The closing math reason: your cost basis is, roughly, what you paid for the home plus what you spend on improvements, the projects that add value or extend the home's life: a new roof, an added bathroom, a replaced HVAC system, a finished basement. Repairs that merely maintain the home (fixing a gutter, repainting a room) do not count. When you eventually sell, your taxable gain is the sale price minus selling costs minus that basis, so every documented improvement dollar shrinks the gain on paper. IRS Publication 530 draws the improvement-versus-repair line in detail and is worth ten minutes now, not the night before a sale in 2046. Most sellers will duck under the capital-gains exclusion anyway (Chapter 13 covers it), but owners who hold for decades in appreciating markets regularly blow past it, and the ones with fat folders of receipts pay less tax. Reconstructing 20 years of invoices from memory is not a plan.

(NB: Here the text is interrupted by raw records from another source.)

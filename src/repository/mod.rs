// src/repository/mod.rs
//! Generic data access over any `Entity`, backed by a `Store`.
//!
//! Single-record lookups follow a "miss is not an error" convention: when
//! nothing matches, `find_by_id` hands back the entity's zero value and callers
//! test `model().is_persisted()` to tell the two cases apart. Updates and
//! deletes that touch no rows, on the other hand, fail with
//! `RepositoryError::NoRowsAffected`.

use std::collections::HashMap;
use std::marker::PhantomData;

use chrono::Utc;
use thiserror::Error;

use crate::models::Model;

#[cfg(test)]
pub mod memory;
pub mod postgres;
pub mod schema;
pub mod store;

use schema::{Relation, Row, Table, Value, ID, UPDATED_AT};
pub use store::{Query, Store, StoreError};

/// A persisted record type.
pub trait Entity: Default + Send + Sync + 'static {
    fn table() -> &'static Table;

    fn model(&self) -> &Model;

    fn model_mut(&mut self) -> &mut Model;

    /// Every column, including identity and timestamps.
    fn to_row(&self) -> Row;

    /// Only the non-zero, non-identity columns; the input of a partial update.
    fn changes(&self) -> Row;

    fn from_row(row: &Row) -> Result<Self, StoreError>;

    /// JSON names of required fields that are empty, in declaration order.
    fn missing_required(&self) -> Vec<&'static str> {
        Vec::new()
    }
}

#[derive(Debug, Error)]
pub enum RepositoryError {
    /// An update or delete matched no rows.
    #[error("record not found")]
    NoRowsAffected,

    #[error(transparent)]
    Store(#[from] StoreError),
}

/// Swallows `StoreError::RecordNotFound`, surfacing every other store error.
pub fn handle_error<T>(result: Result<T, StoreError>) -> Result<Option<T>, RepositoryError> {
    match result {
        Ok(value) => Ok(Some(value)),
        Err(StoreError::RecordNotFound) => Ok(None),
        Err(e) => Err(e.into()),
    }
}

pub struct Repository<E, S> {
    store: S,
    default_joins: Vec<&'static str>,
    entity: PhantomData<fn() -> E>,
}

impl<E, S> Repository<E, S>
where
    E: Entity,
    S: Store,
{
    /// `default_joins` are association names joined into every read issued
    /// through this repository.
    pub fn new(store: S, default_joins: &[&'static str]) -> Self {
        Self {
            store,
            default_joins: default_joins.to_vec(),
            entity: PhantomData,
        }
    }

    /// Persists a new record and replaces `entity` with what the store saved,
    /// including its assigned id and timestamps.
    pub async fn create(&self, entity: &mut E) -> Result<(), RepositoryError> {
        let now = Utc::now();
        let model = entity.model_mut();
        model.created_at = now;
        model.updated_at = now;

        let mut row = entity.to_row();
        row.remove(ID);

        if let Some(stored) = handle_error(self.store.insert(E::table(), row).await)? {
            *entity = E::from_row(&stored)?;
        }
        Ok(())
    }

    /// Loads the record with primary key `id`, eagerly loading `preloads`.
    ///
    /// Returns `E::default()` rather than an error when no record exists.
    pub async fn find_by_id(&self, id: i32, preloads: &[&str]) -> Result<E, RepositoryError> {
        let query = self.query()?;
        let relations = Self::relations(preloads)?;

        let Some(row) = handle_error(self.store.first(&query, id).await)? else {
            return Ok(E::default());
        };

        let mut rows = vec![row];
        self.preload(&mut rows, &relations).await?;
        Ok(E::from_row(&rows[0])?)
    }

    /// Loads every record, eagerly loading `preloads`. Empty when there are none.
    pub async fn find_all(&self, preloads: &[&str]) -> Result<Vec<E>, RepositoryError> {
        let query = self.query()?;
        let relations = Self::relations(preloads)?;

        let mut rows = handle_error(self.store.find(&query).await)?.unwrap_or_default();
        self.preload(&mut rows, &relations).await?;

        rows.iter()
            .map(|row| E::from_row(row).map_err(RepositoryError::from))
            .collect()
    }

    /// Writes the non-zero fields of `entity` to the record with the same id
    /// and replaces `entity` with the updated record.
    pub async fn update(&self, entity: &mut E) -> Result<(), RepositoryError> {
        let mut changes = entity.changes();
        changes.set(UPDATED_AT, Utc::now());

        let id = entity.model().id;
        match handle_error(self.store.update(E::table(), id, changes).await)?.flatten() {
            Some(row) => {
                *entity = E::from_row(&row)?;
                Ok(())
            }
            None => Err(RepositoryError::NoRowsAffected),
        }
    }

    /// Sets a single column on the record identified by `entity`, bypassing
    /// the field diffing done by `update`.
    pub async fn update_column(
        &self,
        entity: &mut E,
        column: &str,
        value: impl Into<Value>,
    ) -> Result<(), RepositoryError> {
        let column = E::table()
            .column(column)
            .filter(|c| c.name != ID)
            .ok_or_else(|| StoreError::UnknownColumn(column.to_string()))?;

        let changes = Row::new()
            .with(UPDATED_AT, Utc::now())
            .with(column.name, value);

        let id = entity.model().id;
        let updated = handle_error(self.store.update(E::table(), id, changes).await)?;
        if let Some(row) = updated.flatten() {
            *entity = E::from_row(&row)?;
        }
        Ok(())
    }

    pub async fn delete(&self, id: i32) -> Result<(), RepositoryError> {
        let affected = handle_error(self.store.delete(E::table(), id).await)?.unwrap_or(0);
        if affected == 0 {
            return Err(RepositoryError::NoRowsAffected);
        }
        Ok(())
    }

    fn query(&self) -> Result<Query, StoreError> {
        let relations = Self::relations(&self.default_joins)?;
        Ok(relations.into_iter().fold(Query::new(E::table()), Query::join))
    }

    fn relations(names: &[&str]) -> Result<Vec<&'static Relation>, StoreError> {
        names
            .iter()
            .map(|name| {
                E::table()
                    .relation(name)
                    .ok_or_else(|| StoreError::UnknownAssociation(name.to_string()))
            })
            .collect()
    }

    async fn preload(
        &self,
        rows: &mut [Row],
        relations: &[&'static Relation],
    ) -> Result<(), StoreError> {
        for relation in relations {
            let mut ids = Vec::new();
            for row in rows.iter() {
                if let Some(id) = row.opt_int(relation.foreign_key)? {
                    ids.push(id);
                }
            }
            ids.sort_unstable();
            ids.dedup();

            let mut related = HashMap::new();
            if !ids.is_empty() {
                for row in self.store.find_ids(relation.table, &ids).await? {
                    related.insert(row.int(ID)?, row);
                }
            }

            for row in rows.iter_mut() {
                let target = row
                    .opt_int(relation.foreign_key)?
                    .and_then(|id| related.get(&id).cloned());
                row.attach(relation.name, target);
            }
        }
        Ok(())
    }
}
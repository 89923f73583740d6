pub mod driver;
pub mod truck;

use crate::error::AppError;

/// Parses a path or query identifier, reporting failures as `<context>: <reason>`.
pub(crate) fn parse_id(raw: &str, context: &str) -> Result<i32, AppError> {
    raw.parse::<i32>()
        .map_err(|e| AppError::bad_request(format!("{context}: {e}")))
}
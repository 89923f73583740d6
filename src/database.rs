// src/database.rs
use std::str::FromStr;

use sqlx::postgres::{PgConnectOptions, PgPool, PgPoolOptions};

use crate::config::{Config, DatabaseConfig};

pub fn connect_options(database: &DatabaseConfig) -> Result<PgConnectOptions, sqlx::Error> {
    match database {
        DatabaseConfig::Url(url) => PgConnectOptions::from_str(url),
        DatabaseConfig::Parts { host, port, user, password, name } => Ok(PgConnectOptions::new()
            .host(host)
            .port(*port)
            .username(user)
            .password(password)
            .database(name)),
    }
}

pub async fn create_pool(config: &Config) -> Result<PgPool, sqlx::Error> {
    let options = connect_options(&config.database)?;
    PgPoolOptions::new()
        .max_connections(config.max_connections)
        .connect_with(options)
        .await
}

/// Creates the `drivers` and `trucks` tables if they are not there yet.
pub async fn migrate(pool: &PgPool) -> Result<(), sqlx::migrate::MigrateError> {
    sqlx::migrate!("./migrations").run(pool).await
}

What not to do in year one
The first year tests restraint more than handiness:
- Do not furnish the house on credit. The empty-room ache is real and temporary. A $15,000 furniture spree at store-card rates undoes years of the discipline that got you approved. One room at a time, paid in cash, starting with where you sleep.
- Do not renovate before living in the layout. Owners who wait a year routinely abandon their day-one renovation list. The kitchen you were sure needed opening up turns out to work; the mudroom you never imagined becomes the obvious project.
- Beware the mail. Owning triggers a flood of offers: home equity lines, mortgage protection insurance, deed-copy services charging $90 for a document your county sells for $5. The HELOC pitches arrive weekly precisely because your equity is valuable to lenders. Chapter 13 covers when borrowing against it makes sense; an offer letter is never the reason.
Open the maintenance sinking fund in week one at 1% of home value per year, keep every improvement receipt in the homeowner file, and make no major borrowing or renovation decisions until you have lived through all four seasons in the house.
Key takeaways
- A fixed rate fixes only principal and interest. Escrow analyses reprice the tax and insurance portion yearly, and Jamie's $180 month-14 increase ($125 of higher bills, $55 of shortage repayment) was the system working normally.
- The inputs are negotiable: assessment appeals are cheap and often work, and insurance deserves fresh quotes every renewal.
- Budget about 1% of home value per year for maintenance as an automated sinking fund, and always fix water, roof, and grading problems first.
- Keep every improvement receipt. Improvements raise your cost basis and cut the taxable gain at sale; IRS Publication 530 defines what counts.
- Spend year one learning the house: no furniture debt, no rushed renovations, and no borrowing because a mailer suggested it.